Sağ yarıkürenin arketipsel imgeleri bastırıldığında içe döner ve bir fantezi dünyası yaratır. Eğer fanteziye sağlıklı ve yaratıcı bir çıkış yolu varsa, bunda yanlış bir şey yoktur, ancak çoğu durumda bu çıkış bulunamaz. Korku, bastırmanın temelidir ve korku kabul edilmediğinde sadece bedenimizi değil tüm varlığımızı enerjisiz bırakır. Yaşanmayan bir yaşam, vücudun fiziksel enerjisini giderek tüketir ve çeşitli sağlık sorunlarına yol açar. Daha da kötüsü, yaratıcı bir çıkış yolu bulamayan fanteziler, gerçek kaderimize giden yolu tıkar. Onları içeride ne kadar uzun süre tutarsak, o kadar çarpık hale gelirler, ta ki ilk başta basit bir arketip olan şey çok daha karanlık bir forma dönüşene kadar. Bu formun sorumluluğunu alana kadar içimizdeki yaratıcı gücün farkına varamayacağız.

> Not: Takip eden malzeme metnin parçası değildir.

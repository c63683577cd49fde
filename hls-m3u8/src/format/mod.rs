//! The item model: one type per tag, a [`Playlist`] holding them in order.

use std::fmt::Display;

use crate::error::ValidationError;

pub mod directives;

mod date_range;
mod define;
mod encryption;
mod image_stream;
mod map;
mod media;
mod playback_start;
mod playlist;
mod scte35;
mod segment;
mod session_data;
mod unknown;
mod variant;

pub use crate::attributes::{AttributeMap, Resolution};
pub use date_range::*;
pub use define::*;
pub use encryption::*;
pub use image_stream::*;
pub use map::*;
pub use media::*;
pub use playback_start::*;
pub use playlist::*;
pub use scte35::*;
pub use segment::*;
pub use session_data::*;
pub use unknown::*;
pub use variant::*;

/// What every item can do besides being written out with `Display`.
pub trait Tag: Display {
    /// Semantic complaints about the item. Never blocks reading or writing.
    fn validate(&self) -> Vec<ValidationError> {
        Vec::new()
    }
}

/// The text after `<tag>:`, or the whole text when it does not start with
/// the tag.
pub(crate) fn tag_value<'a>(text: &'a str, tag: &str) -> &'a str {
    match text.strip_prefix(tag) {
        Some(rest) => rest.strip_prefix(':').unwrap_or(rest),
        None => text,
    }
}

/// A playlist entry.
#[derive(Debug, Clone, PartialEq)]
#[cfg_attr(feature = "serde", derive(serde::Serialize, serde::Deserialize))]
pub enum Item {
    SessionKey(SessionKeyItem),
    Key(KeyItem),
    Discontinuity(DiscontinuityItem),
    ProgramDateTime(TimeItem),
    DateRange(DateRangeItem),
    Map(MapItem),
    SessionData(SessionDataItem),
    Segment(SegmentItem),
    PlaybackStart(PlaybackStartItem),
    Media(MediaItem),
    Variant(VariantItem),
    Define(DefineItem),
    Scte35(Scte35Item),
    ImageStream(ImageStreamItem),
    Unknown(UnknownItem),
}

macro_rules! dispatch {
    ($self:ident, $item:ident => $body:expr) => {
        match $self {
            Item::SessionKey($item) => $body,
            Item::Key($item) => $body,
            Item::Discontinuity($item) => $body,
            Item::ProgramDateTime($item) => $body,
            Item::DateRange($item) => $body,
            Item::Map($item) => $body,
            Item::SessionData($item) => $body,
            Item::Segment($item) => $body,
            Item::PlaybackStart($item) => $body,
            Item::Media($item) => $body,
            Item::Variant($item) => $body,
            Item::Define($item) => $body,
            Item::Scte35($item) => $body,
            Item::ImageStream($item) => $body,
            Item::Unknown($item) => $body,
        }
    };
}

impl Item {
    pub fn is_variant(&self) -> bool {
        matches!(self, Item::Variant(_))
    }

    pub fn is_segment(&self) -> bool {
        matches!(self, Item::Segment(_))
    }

    /// Items that only belong in a master playlist.
    pub fn is_master_item(&self) -> bool {
        matches!(
            self,
            Item::Variant(_)
                | Item::Media(_)
                | Item::SessionData(_)
                | Item::SessionKey(_)
                | Item::ImageStream(_)
        )
    }
}

impl Display for Item {
    fn fmt(&self, f: &mut std::fmt::Formatter<'_>) -> std::fmt::Result {
        dispatch!(self, item => write!(f, "{}", item))
    }
}

impl Tag for Item {
    fn validate(&self) -> Vec<ValidationError> {
        dispatch!(self, item => item.validate())
    }
}

macro_rules! impl_from_item {
    ($($variant:ident($ty:ty)),* $(,)?) => {
        $(
            impl From<$ty> for Item {
                fn from(value: $ty) -> Self {
                    Item::$variant(value)
                }
            }
        )*
    };
}

impl_from_item!(
    SessionKey(SessionKeyItem),
    Key(KeyItem),
    Discontinuity(DiscontinuityItem),
    ProgramDateTime(TimeItem),
    DateRange(DateRangeItem),
    Map(MapItem),
    SessionData(SessionDataItem),
    Segment(SegmentItem),
    PlaybackStart(PlaybackStartItem),
    Media(MediaItem),
    Variant(VariantItem),
    Define(DefineItem),
    Scte35(Scte35Item),
    ImageStream(ImageStreamItem),
    Unknown(UnknownItem),
);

Gerici doğa; Yanlış yönlendirilmiş

İnkâr ve öfkeye dayanan gerici doğa, içsel fantezileri yansıtma alanına çevirir ve onları tezahür ettirmeye çalışır. Eğer öfke ve derinlere yerleşmiş korkular kabul edilip kabul edilseydi, içimizdeki arketipler gerçekten dünyada kendini gösterirdi ama gerici doğa buna asla izin vermez. İçindekilerden saklanmak için dış dünyayı kullanıyor. Bunlar, akıllarında harika bir fikir olan ancak onu asla hayata geçirmeyen türden insanlardır. İnkarlarının derinliği nedeniyle, bir gün neye dönüşebileceklerine dair içsel imajdan vazgeçemezler. Bu tür insanlar periyodik olarak hayal kırıklığıyla ve hatta çöküşle karşılanır. Sanrı, gerçek rüyayı gölgede bırakan sahte bir rüyayı gerçekleştirme girişimidir. Ve gerçek rüyanız ortaya çıkana kadar, gerçek güçten yoksun bir kukla ortaya çıkacak.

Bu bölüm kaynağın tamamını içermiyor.